• **About this task**
Return the following from the records below: each line, word for word, starting with the line that contains "pub enum ModuleArea" and going on through the line that contains "filename src/vars/mod.rs", with nothing outside that range.
:: Exercise materials ::
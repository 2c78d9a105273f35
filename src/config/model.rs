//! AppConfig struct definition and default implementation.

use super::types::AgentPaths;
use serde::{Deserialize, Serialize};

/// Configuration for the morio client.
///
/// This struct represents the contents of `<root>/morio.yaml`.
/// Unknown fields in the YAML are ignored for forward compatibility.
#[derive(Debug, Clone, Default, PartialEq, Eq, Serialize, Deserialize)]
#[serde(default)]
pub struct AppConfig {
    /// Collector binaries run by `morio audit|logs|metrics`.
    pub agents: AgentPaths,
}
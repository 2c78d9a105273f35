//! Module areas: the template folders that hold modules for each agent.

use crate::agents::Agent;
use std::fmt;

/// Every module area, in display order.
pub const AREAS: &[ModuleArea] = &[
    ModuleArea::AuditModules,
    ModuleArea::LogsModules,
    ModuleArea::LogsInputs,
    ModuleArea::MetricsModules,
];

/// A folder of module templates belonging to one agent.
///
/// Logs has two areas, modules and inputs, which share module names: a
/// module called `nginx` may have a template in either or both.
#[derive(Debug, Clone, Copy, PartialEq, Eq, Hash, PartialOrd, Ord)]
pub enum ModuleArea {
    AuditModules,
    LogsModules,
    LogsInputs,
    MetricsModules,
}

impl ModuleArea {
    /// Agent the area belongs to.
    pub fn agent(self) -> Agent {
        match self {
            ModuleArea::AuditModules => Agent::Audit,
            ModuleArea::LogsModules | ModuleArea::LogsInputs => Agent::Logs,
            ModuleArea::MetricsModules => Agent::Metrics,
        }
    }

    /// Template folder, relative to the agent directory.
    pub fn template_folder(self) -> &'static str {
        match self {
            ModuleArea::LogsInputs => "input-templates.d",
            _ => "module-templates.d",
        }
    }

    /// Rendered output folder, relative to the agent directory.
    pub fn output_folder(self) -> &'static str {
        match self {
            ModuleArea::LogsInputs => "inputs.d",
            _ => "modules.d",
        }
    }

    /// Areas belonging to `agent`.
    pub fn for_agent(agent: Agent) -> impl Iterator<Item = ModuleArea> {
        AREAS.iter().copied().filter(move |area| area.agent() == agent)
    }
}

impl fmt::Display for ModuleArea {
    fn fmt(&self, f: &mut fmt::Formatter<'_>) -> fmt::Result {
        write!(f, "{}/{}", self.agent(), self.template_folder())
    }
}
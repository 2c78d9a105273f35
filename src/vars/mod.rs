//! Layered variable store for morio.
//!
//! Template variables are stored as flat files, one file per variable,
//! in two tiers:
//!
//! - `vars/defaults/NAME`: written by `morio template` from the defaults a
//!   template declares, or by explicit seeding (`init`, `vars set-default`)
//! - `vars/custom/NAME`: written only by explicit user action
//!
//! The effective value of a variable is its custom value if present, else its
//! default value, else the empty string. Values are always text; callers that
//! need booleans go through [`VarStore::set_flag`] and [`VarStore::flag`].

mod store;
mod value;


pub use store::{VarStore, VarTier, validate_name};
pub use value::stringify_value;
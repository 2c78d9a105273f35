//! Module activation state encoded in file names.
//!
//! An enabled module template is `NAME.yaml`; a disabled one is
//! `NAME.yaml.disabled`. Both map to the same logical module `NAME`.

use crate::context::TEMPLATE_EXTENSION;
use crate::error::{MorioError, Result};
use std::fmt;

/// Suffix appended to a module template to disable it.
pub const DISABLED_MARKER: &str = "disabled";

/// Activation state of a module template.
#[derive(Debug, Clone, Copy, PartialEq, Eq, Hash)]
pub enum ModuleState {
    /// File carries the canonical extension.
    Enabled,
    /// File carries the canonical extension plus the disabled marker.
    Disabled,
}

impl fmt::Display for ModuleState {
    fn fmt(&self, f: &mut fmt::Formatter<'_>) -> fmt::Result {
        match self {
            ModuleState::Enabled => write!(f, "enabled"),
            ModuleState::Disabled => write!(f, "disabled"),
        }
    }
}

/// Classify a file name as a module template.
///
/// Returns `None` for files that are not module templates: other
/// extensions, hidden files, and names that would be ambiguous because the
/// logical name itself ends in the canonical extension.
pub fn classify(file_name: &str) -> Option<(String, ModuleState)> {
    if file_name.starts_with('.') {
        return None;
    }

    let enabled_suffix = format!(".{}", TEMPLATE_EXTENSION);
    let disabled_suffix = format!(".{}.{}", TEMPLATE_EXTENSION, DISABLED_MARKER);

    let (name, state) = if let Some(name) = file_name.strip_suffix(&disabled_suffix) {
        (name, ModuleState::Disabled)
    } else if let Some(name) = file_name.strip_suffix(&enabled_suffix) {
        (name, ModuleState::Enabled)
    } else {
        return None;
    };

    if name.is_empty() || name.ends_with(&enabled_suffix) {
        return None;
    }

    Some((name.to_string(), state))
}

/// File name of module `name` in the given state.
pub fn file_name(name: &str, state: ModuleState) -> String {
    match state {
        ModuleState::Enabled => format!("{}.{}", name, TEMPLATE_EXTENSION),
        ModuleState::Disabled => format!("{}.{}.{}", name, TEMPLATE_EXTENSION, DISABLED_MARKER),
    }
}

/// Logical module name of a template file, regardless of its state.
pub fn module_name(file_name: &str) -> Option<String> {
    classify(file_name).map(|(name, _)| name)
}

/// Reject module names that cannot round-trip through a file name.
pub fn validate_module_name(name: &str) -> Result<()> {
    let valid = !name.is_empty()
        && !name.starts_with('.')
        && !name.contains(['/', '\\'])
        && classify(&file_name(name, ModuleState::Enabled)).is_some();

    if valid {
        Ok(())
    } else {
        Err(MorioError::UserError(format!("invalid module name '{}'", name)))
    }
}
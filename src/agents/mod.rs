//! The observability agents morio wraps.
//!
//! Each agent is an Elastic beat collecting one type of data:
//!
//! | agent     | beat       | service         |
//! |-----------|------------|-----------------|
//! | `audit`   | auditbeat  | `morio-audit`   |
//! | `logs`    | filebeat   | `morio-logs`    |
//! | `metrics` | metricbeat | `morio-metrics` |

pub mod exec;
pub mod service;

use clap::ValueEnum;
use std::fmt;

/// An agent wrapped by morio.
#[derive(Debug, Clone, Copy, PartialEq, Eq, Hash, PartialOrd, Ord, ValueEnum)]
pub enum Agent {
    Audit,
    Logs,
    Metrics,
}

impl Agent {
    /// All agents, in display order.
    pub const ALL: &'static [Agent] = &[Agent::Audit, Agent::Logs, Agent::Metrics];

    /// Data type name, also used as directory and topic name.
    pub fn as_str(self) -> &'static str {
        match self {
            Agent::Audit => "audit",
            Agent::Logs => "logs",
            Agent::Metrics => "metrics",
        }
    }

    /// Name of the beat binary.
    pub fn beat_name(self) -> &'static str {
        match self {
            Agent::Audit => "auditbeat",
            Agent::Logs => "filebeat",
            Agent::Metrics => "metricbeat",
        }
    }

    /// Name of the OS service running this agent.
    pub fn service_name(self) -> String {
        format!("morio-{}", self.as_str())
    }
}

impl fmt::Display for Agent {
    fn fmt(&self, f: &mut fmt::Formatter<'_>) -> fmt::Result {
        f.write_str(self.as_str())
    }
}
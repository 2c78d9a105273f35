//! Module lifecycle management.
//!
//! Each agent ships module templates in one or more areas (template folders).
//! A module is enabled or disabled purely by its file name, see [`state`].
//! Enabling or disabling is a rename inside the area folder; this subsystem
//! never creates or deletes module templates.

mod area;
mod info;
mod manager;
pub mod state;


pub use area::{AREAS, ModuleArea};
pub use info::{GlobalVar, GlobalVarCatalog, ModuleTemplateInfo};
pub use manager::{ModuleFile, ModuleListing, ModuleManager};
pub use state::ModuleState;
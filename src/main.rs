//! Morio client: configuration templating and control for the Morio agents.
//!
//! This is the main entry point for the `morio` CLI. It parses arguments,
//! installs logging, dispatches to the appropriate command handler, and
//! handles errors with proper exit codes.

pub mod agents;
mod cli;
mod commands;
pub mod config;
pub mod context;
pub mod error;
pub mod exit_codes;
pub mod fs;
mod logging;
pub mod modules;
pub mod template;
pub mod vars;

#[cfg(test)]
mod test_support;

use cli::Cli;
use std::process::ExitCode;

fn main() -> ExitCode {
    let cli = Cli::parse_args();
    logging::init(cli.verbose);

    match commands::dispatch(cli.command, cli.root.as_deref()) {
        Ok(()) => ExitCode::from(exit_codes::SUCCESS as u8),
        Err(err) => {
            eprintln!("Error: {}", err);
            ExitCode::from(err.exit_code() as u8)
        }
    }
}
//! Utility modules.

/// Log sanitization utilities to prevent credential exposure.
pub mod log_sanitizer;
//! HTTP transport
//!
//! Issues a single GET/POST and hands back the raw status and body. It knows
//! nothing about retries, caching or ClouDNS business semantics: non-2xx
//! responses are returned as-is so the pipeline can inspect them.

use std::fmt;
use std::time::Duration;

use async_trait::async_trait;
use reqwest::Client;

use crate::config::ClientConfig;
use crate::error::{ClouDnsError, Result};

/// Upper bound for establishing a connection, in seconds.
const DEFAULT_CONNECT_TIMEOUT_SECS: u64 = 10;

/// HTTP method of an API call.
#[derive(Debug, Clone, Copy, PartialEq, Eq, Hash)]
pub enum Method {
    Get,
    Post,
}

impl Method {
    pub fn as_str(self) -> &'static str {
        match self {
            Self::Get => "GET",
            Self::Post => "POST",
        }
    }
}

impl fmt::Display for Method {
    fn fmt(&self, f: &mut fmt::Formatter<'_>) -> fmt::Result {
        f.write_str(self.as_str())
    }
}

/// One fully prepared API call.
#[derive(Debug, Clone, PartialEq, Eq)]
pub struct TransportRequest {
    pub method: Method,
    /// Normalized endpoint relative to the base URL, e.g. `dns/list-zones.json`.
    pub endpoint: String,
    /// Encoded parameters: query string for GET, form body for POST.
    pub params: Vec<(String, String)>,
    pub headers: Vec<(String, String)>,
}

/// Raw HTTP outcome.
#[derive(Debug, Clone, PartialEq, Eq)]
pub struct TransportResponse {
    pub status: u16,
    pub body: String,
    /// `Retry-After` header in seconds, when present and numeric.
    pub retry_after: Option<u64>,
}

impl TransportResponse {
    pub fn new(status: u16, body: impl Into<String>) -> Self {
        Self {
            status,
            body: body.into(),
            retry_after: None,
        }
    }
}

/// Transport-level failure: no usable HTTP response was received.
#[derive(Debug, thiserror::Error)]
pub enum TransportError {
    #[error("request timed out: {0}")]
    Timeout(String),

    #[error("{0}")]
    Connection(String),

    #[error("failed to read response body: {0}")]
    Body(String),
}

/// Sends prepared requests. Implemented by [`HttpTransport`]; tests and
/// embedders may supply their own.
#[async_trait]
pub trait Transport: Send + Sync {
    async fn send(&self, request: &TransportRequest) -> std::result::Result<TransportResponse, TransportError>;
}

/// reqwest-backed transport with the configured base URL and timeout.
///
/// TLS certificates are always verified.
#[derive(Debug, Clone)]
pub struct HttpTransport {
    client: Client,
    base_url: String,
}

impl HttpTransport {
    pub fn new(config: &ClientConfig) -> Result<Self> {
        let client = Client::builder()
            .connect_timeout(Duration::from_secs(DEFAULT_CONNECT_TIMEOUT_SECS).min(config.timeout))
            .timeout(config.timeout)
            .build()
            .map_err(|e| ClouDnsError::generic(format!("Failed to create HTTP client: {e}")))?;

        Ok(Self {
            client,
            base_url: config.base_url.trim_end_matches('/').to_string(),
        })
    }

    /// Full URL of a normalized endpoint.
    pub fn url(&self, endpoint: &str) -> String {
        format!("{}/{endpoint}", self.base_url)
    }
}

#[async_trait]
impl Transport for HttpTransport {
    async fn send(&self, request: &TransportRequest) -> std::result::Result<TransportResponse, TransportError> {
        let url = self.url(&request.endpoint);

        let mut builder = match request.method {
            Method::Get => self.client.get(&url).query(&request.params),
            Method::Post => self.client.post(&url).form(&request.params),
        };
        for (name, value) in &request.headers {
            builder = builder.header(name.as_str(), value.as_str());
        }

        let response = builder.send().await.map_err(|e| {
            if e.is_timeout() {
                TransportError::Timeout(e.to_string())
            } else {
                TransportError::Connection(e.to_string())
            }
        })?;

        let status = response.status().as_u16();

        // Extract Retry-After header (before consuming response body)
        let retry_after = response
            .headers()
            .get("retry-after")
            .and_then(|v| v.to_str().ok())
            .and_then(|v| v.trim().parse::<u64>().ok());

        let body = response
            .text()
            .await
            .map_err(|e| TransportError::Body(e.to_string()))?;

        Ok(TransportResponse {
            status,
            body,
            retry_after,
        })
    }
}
:::
• **Result**
pub enum ModuleArea {
    AuditModules,
    LogsModules,
    LogsInputs,
    MetricsModules,
}

impl ModuleArea {
    /// Agent the area belongs to.
    pub fn agent(self) -> Agent {
        match self {
            ModuleArea::AuditModules => Agent::Audit,
            ModuleArea::LogsModules | ModuleArea::LogsInputs => Agent::Logs,
            ModuleArea::MetricsModules => Agent::Metrics,
        }
    }

    /// Template folder, relative to the agent directory.
    pub fn template_folder(self) -> &'static str {
        match self {
            ModuleArea::LogsInputs => "input-templates.d",
            _ => "module-templates.d",
        }
    }

    /// Rendered output folder, relative to the agent directory.
    pub fn output_folder(self) -> &'static str {
        match self {
            ModuleArea::LogsInputs => "inputs.d",
            _ => "modules.d",
        }
    }

    /// Areas belonging to `agent`.
    pub fn for_agent(agent: Agent) -> impl Iterator<Item = ModuleArea> {
        AREAS.iter().copied().filter(move |area| area.agent() == agent)
    }
}

impl fmt::Display for ModuleArea {
    fn fmt(&self, f: &mut fmt::Formatter<'_>) -> fmt::Result {
        write!(f, "{}/{}", self.agent(), self.template_folder())
    }
}
repository 2c78d9a105273f35
filename src/vars/mod.rs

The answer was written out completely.